Disappointing progress after the initial releases of LLMs and AI agents forced the AI industry to prospect a new goal: Artificial General Intelligence AGI is to surpass human brains. (GAI is a more logical name, but was rejected by the marketing guru.) So compare the current neural network developments to a human brain, which uses 20 W of power to perform like, well, like a human. Including full body control (unless you’re a bit drunk). Good luck.

So people are now (rightfully IMHO) concluding that AI will fail meeting its marketing promises, and consequently the financial return. Most people debunking AI are still using financial arguments, not technical or moral arguments.

This being said, we’re now at the Brigid connection.
Why do people now state that AI hype may offer an opportunity for a nuclear renaissance?
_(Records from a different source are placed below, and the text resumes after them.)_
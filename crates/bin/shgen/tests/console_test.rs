use std::path::PathBuf;

use raven_ibl::ShKernel;
use raven_log::LevelFilter;
use shgen::console;

#[test]
fn defaults() {
    let (vars, ignored) = console::parse(["shgen", "-i", "sky.dds"]).unwrap();

    assert_eq!(vars.input.as_deref(), Some("sky.dds"));
    assert_eq!(vars.output, PathBuf::from("diffuse.json"));
    assert_eq!(vars.preview, PathBuf::from("diffuse.dds"));
    assert!(!vars.verbose);
    assert_eq!(vars.kernel, ShKernel::PreScaledIrradiance);
    assert_eq!(vars.level, LevelFilter::Info);
    assert!(vars.log_file.is_none());
    assert!(ignored.is_empty());
}

#[test]
fn every_option() {
    let (vars, ignored) = console::parse([
        "shgen", "--input", "envs/*.dds", "-o", "out/sh.json", "-v", "--preview", "out/preview.dds",
        "-k", "irradiance", "--level=debug", "--log-file", "shgen.log",
    ]).unwrap();

    assert_eq!(vars.input.as_deref(), Some("envs/*.dds"));
    assert_eq!(vars.output, PathBuf::from("out/sh.json"));
    assert_eq!(vars.preview, PathBuf::from("out/preview.dds"));
    assert!(vars.verbose);
    assert_eq!(vars.kernel, ShKernel::Irradiance);
    assert_eq!(vars.level, LevelFilter::Debug);
    assert_eq!(vars.log_file, Some(PathBuf::from("shgen.log")));
    assert!(ignored.is_empty());
}

#[test]
fn unknown_flags_and_their_values_are_ignored() {
    let (vars, ignored) = console::parse([
        "shgen", "--quality", "high", "extra", "-i", "sky.dds", "stray", "-x",
    ]).unwrap();

    assert_eq!(vars.input.as_deref(), Some("sky.dds"));
    assert_eq!(ignored, vec!["--quality", "high", "extra", "stray", "-x"]);
}

#[test]
fn flag_without_value_is_ignored() {
    let (vars, ignored) = console::parse(["shgen", "-v", "-i"]).unwrap();

    assert!(vars.input.is_none());
    assert!(vars.verbose);
    assert_eq!(ignored, vec!["-i"]);

    let (vars, ignored) = console::parse(["shgen", "-o", "-v"]).unwrap();
    assert_eq!(vars.output, PathBuf::from("diffuse.json"));
    assert_eq!(ignored, vec!["-o"]);
}

#[test]
fn bad_values_are_errors() {
    assert!(console::parse(["shgen", "-i", "sky.dds", "-k", "cosine"]).is_err());
    assert!(console::parse(["shgen", "-i", "sky.dds", "-l", "loud"]).is_err());
}

#[test]
fn single_dash_long_names_are_unknown() {
    let (vars, ignored) = console::parse(["shgen", "-input", "sky.dds", "-level=debug"]).unwrap();

    assert!(vars.input.is_none());
    assert_eq!(vars.level, LevelFilter::Info);
    assert_eq!(ignored, vec!["-input", "sky.dds", "-level=debug"]);

    // an attached short value is still fine
    let (vars, ignored) = console::parse(["shgen", "-isky.dds", "-ltrace"]).unwrap();
    assert_eq!(vars.input.as_deref(), Some("sky.dds"));
    assert_eq!(vars.level, LevelFilter::Trace);
    assert!(ignored.is_empty());
}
The reason is energy consumption. Since neural networks are trained in mega computer centers, consuming GW of electrical power, AI companies with deep pockets are considering reviving old PWRs, ordering SMRs and even investing in fusion companies to power their data crunchers.
The original idea of using sun and wind obviously led to reliability issues, hence nuclear reactors.
If governments hesitate on the development of nuclear reactors, industry takes over, but for their own purpose, and not to power society.
Brigid elaborated earlier on the wacko idea of distributing SMRs across the countryside. So we’ll not dwell here any longer.

So here’s Brigid’s view on the matter.

AI companies will soon discover they have to write off their investment without any ROI, since the projected lifetime of contemporary AI chips is 5 years, but AI developments require faster refitting than that. Brigid will collect superfluous data centre hardware to expand their computer
infrastructure for simulating our reactors and power plants. We may even re-write Quantum Physics, with a bit of luck. Not by using the AI features, but but using the matrix-vector multiplications for some hard-core physics simulations. There’s plenty of physics riddles waiting to be reviewed using some massive compute power.

Instead of building crappy SMR nuclear power plants to power data centers to generate AI slop, the data centers will be used to both develop and monitor state-of-the-art MSR power plants to
power society.

In this sense, the collapse of the AI bubble can indeed contribute to the nuclear revival.